We talk openly about what we need and desired from each other both in the bedroom and in life.   We still struggle with maintaining intimacy and our sex life but we both talk openly about it. Due to the chemical and surgical induced menopause, multiple surgical scars and absence of all estrogen and progesterone sex is both physically and emotionally difficult for my wife.  Again talking about sex openly is key because what used to work and come natural before cancer goes out the window.  The up side is that I got to relearn how to please my wife.  I got somethings right and a lot wrong but again openly talking about what she liked and what hurt or made her uncomfortable was how we worked through it.  Through our open but sometimes uncomfortable conversations I learned that she lacks the desire for physical sex so she has to make the mental decision to make love to me.  This hurt me at first and to be honest it still does today but we continue to work through it.  In my eyes my wife had only breath air to make me physically desire her but that is not the case for her anymore. She needs me to speak her love language and provide her with all the support and emotional love I can give so she will want to make the mental decision to be physical with me.  To say this is easy for us is laughable but if it was easy everyone would do it and the divorce rates would plummet.

 

Some of the things that I have told my wife might be construed as selfish but to me they are as important as oxygen to a marriage.  My love language is physical touch and my wife’s is acts of service.  Having my wife understand that sex is not just a physical activity to me has been key.  Telling her in my own words that when we are intimate and make love it is the closest we can be as a couple.  I told her that making love to her is an emotional and vulnerable act where I can let down my walls and be totally vulnerable to her. I told my wife how important it was and how it makes me feel wanted when she gives me random compliments, flirts with me, and even initiates sex.  

 

These open conversations and the work that we have put into meeting each other’s emotional and physical needs is what has saved our marriage to this day.  A marriage cannot survive without open communication and mutual respect.  And without intimacy and an active sex live you will lose a big part of what makes a marriage because without it you are roommates.  Something that I have learned through all of this is that you make time for what is important to you.  And my wife and kids are my world.  Cancer is in our past and the future is not garneted so live in the present and enjoy each day that comes.

 

D. Moore

 

Comments

  • Apaugh
    Apaugh Member Posts: 850 Member
    Thank you

    For sharing that, I know it had to be hard for you.  

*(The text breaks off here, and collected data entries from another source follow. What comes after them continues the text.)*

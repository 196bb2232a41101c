//! Process-local lock backend
//!
//! Clones share one lock table, so several managers built from the same
//! instance behave like several processes pointed at one store.

use std::collections::HashSet;
use std::sync::atomic::{AtomicBool, Ordering};
use std::sync::{Arc, Mutex, PoisonError};
use std::time::Duration;

use async_trait::async_trait;

use super::{lock_id, LockError, LockGuard, LockHandle, LockManager};

/// In-memory lock manager
#[derive(Debug, Clone, Default)]
pub struct MemoryLockManager {
    held: Arc<Mutex<HashSet<i64>>>,
    unavailable: Arc<AtomicBool>,
}

impl MemoryLockManager {
    pub fn new() -> Self {
        Self::default()
    }

    /// Simulate an unreachable backend
    pub fn set_unavailable(&self, unavailable: bool) {
        self.unavailable.store(unavailable, Ordering::SeqCst);
    }

    /// Number of locks currently held
    pub fn held_count(&self) -> usize {
        self.held.lock().unwrap_or_else(PoisonError::into_inner).len()
    }
}

#[async_trait]
impl LockManager for MemoryLockManager {
    async fn acquire(&self, resource_key: &str, _timeout: Duration) -> LockHandle {
        let id = lock_id(resource_key);

        if self.unavailable.load(Ordering::SeqCst) {
            return LockHandle::backend_error(resource_key, id, "lock backend unavailable");
        }

        let inserted = self
            .held
            .lock()
            .unwrap_or_else(PoisonError::into_inner)
            .insert(id);

        if inserted {
            let guard = MemoryGuard {
                held: Arc::clone(&self.held),
                lock_id: id,
                released: false,
            };
            LockHandle::held(resource_key, id, Box::new(guard))
        } else {
            LockHandle::already_held(resource_key, id)
        }
    }

    fn backend_name(&self) -> &'static str {
        "memory"
    }
}

struct MemoryGuard {
    held: Arc<Mutex<HashSet<i64>>>,
    lock_id: i64,
    released: bool,
}

impl MemoryGuard {
    fn remove(&mut self) -> bool {
        self.released = true;
        self.held
            .lock()
            .unwrap_or_else(PoisonError::into_inner)
            .remove(&self.lock_id)
    }
}

#[async_trait]
impl LockGuard for MemoryGuard {
    async fn unlock(&mut self) -> Result<(), LockError> {
        if self.released {
            return Ok(());
        }
        if self.remove() {
            Ok(())
        } else {
            Err(LockError::NotHeld(self.lock_id))
        }
    }
}

impl Drop for MemoryGuard {
    fn drop(&mut self) {
        if !self.released {
            self.remove();
        }
    }
}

    Prayers going up for you, your wife and family.

    Hugs,

    Annie

  • jennerrator
    jennerrator Member Posts: 10
    Great Post.............

    You are a great person to be able to stand behind her no matter what and it worked! Major respect!

    I'm lucky I have a great husband also!

  • Bree69
    Bree69 Member Posts: 1
    edited May 2019 #4
    Thank you for sharing.

    Your story is very familiar In many ways.  I am only 8 months free of cancer(for now), but feel like my marriage is falling apart from it and can’t seem to find a footing in what seems to be the messy aftermath of cancer.  I feel very much like your wife, though my husband was nowhere near as caring or vigilant in my care.  I have a new outlook...the house doesn’t need to be perfect.  But a lot of that has to do with the fact that I don’t have nearly the energy I used to.  (its incredibly frustrating) I don’t cook on the weekends anymore as those are my days off.  My hair is now short and gray (gotta love chemo) and I miss my long sexy brown hair.  I miss feeling sexy.  I can’t seem to feel sexy anymore. Having lymphadema, arthritis, neuropathy and nerve pain around surgery site tends to steal that sexy woman away. Even though I don’t feel sexy, I still want my husband make sweet love to me.  I only seem to get the  perfunctory job now every 4 months.  He has grown farther and farther from me emotionally and physically.  I of course am taking this very personally and am trying to find ways to fill the Heart wrenching emptiness I feel now.  21 years of marriage and cancer is what takes it down?  

    I’m so glad to hear that someone is making it through something so horrific.  You give me some hope.

     

     

     

  • MAbound
    MAbound Member Posts: 1,168 Member
    https://www.breastcancer.org

    https://www.breastcancer.org/treatment/side_effects/stress_disorder

    I'm from over on the uterine board and your post really hits home for many. We were discussing cancer and PTSD in some recent threads and I think your wife could be a poster child from what you described of how things changed with her after treatment. Perhaps understanding that something like this may be part of the difficulties you have endured will help and maybe some sort of professional therapy could help more if you still feel that it may be warranted.

    What you have done for your wife has been absolutely heroic. Your expecting your wife to get back to the person she was before all of this happened is a bit unrealistic, however. It just isn't going to happen. Just as life changed for the both of you forever when you married and then when you had children, it has changed again. The question is, can you ever accept this and adapt or are you going to let it break you? I think you have been proving the latter...I just hope that you can make it for the long haul.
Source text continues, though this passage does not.